6

Why set the participation limit at 60 followers, but defining questions at 40 questions with 10 upvotes or more?

Even if all 60 followers were unanimous on what questions should be upvoted, with 5 votes each, they could only get at most 30 questions with exactly 10 votes. Given that

  • followers are not unanimous on what questions are best,
  • not all followers will use their 5 upvotes,
  • some questions should ideally receive more than the required 10 votes,
  • to vote on most proposals, you have to be expert enough to have an interest in participating in the site, if it ever makes it,

the required number of 60 followers seems to be misleading.

At an average of 3-4 votes per interested Area51 user and the forty questions being ideally something like

  • 5x 20 votes,
  • 15x 15 votes,
  • 20x 10 votes,
  • and possibly including 10 downvotes,

the number of interested users needs to be 130-180 users. With the current requirement of 60 followers, only 35-50% should be interested enough to click the "Follow It!" button.

Is this a psychological technique into tricking users into thinking that "at 50 followers we're almost half-way" (half-way as in fulfilling one of the two criteria for proceeding to the next stage)?

Is this a hurdle to help a site succeed at a later stage, because a proposal can only move to the next stage if there are enough passionate users that involve themselves in upvoting and posting questions, even though the proposal looks like it's going to launch without their help?

I would think that 75-80% of Area51 users voting on a particular proposal would be interested enough to participate in the site when or if it launches. That'd be 100-140 users, following a proposal, with 20% of the relevant upvotes still coming from passersby.

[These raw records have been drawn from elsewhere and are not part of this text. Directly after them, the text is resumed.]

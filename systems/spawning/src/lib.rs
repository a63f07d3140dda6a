#![deny(
    unsafe_code,
    missing_docs,
    dead_code,
    unused_results,
    non_snake_case,
    unreachable_pub
)]

//! Deterministic spawning system that drops enemies on an ellipse around the arena.

use std::f32::consts::TAU;

use glam::Vec2;
use horde_survival_core::{Command, Event, GameMode};
use rand::{Rng, SeedableRng};
use rand_chacha::ChaCha8Rng;

/// Configuration parameters required to construct the spawning system.
#[derive(Clone, Copy, Debug)]
pub struct Config {
    probability: f64,
    center: Vec2,
    radii: Vec2,
    rng_seed: u64,
    cap: usize,
}

impl Config {
    /// Creates a configuration spawning with `probability` per tick on the
    /// ellipse described by `center` and `radii`, never exceeding `cap`
    /// living enemies.
    #[must_use]
    pub const fn new(probability: f64, center: Vec2, radii: Vec2, rng_seed: u64, cap: usize) -> Self {
        Self {
            probability,
            center,
            radii,
            rng_seed,
            cap,
        }
    }
}

/// Pure system that emits spawn commands while a run is active.
#[derive(Debug)]
pub struct Spawning {
    config: Config,
    rng: ChaCha8Rng,
}

impl Spawning {
    /// Creates a new spawning system using the supplied configuration.
    #[must_use]
    pub fn new(config: Config) -> Self {
        Self {
            rng: ChaCha8Rng::seed_from_u64(config.rng_seed),
            config,
        }
    }

    /// Consumes events to emit spawn commands.
    ///
    /// Entering gameplay reseeds the generator so every run replays the same
    /// spawn sequence. Each `TimeAdvanced` event rolls once against the spawn
    /// probability.
    pub fn handle(
        &mut self,
        events: &[Event],
        mode: GameMode,
        living_enemies: usize,
        out: &mut Vec<Command>,
    ) {
        let mut living = living_enemies;
        for event in events {
            match event {
                Event::GameModeChanged {
                    mode: GameMode::Gameplay,
                } => {
                    self.rng = ChaCha8Rng::seed_from_u64(self.config.rng_seed);
                }
                Event::TimeAdvanced { .. } if mode == GameMode::Gameplay => {
                    if !self.rng.gen_bool(self.config.probability) {
                        continue;
                    }
                    let angle = self.rng.gen_range(0.0..TAU);
                    if living >= self.config.cap {
                        continue;
                    }
                    living += 1;
                    out.push(Command::SpawnEnemy {
                        position: self.point_on_ellipse(angle),
                    });
                }
                _ => {}
            }
        }
    }

    fn point_on_ellipse(&self, angle: f32) -> Vec2 {
        self.config.center + Vec2::new(angle.cos(), angle.sin()) * self.config.radii
    }
}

Why not set the limit at 100 users?

Update. I took 15 mins. of my time and did some number crunching: The average number of followers at the end of the definition phase of all the successful sites on Area51 is 158 followers. There's no reason for a site to need above-average followers to be successful, but, that said, almost all sites had more than 100 followers at the end of definition phase (all but SharePoint at 89, but it looks like this site was an exception for other reasons).

1
  • 1
    You don't have to be a follower to vote.
    – dwjohnston
    May 10, 2014 at 2:29

1 Answer 1

2

There are two axes Area 51 is designed to measure: (1) if there is a coherent and interesting subject to built a site around, and (2) if there are enough people willing to build that site. They are not necessarily the same thing. There may be a strong correlation, but plenty of people post example questions without necessarily "following" the proposal. It is not required.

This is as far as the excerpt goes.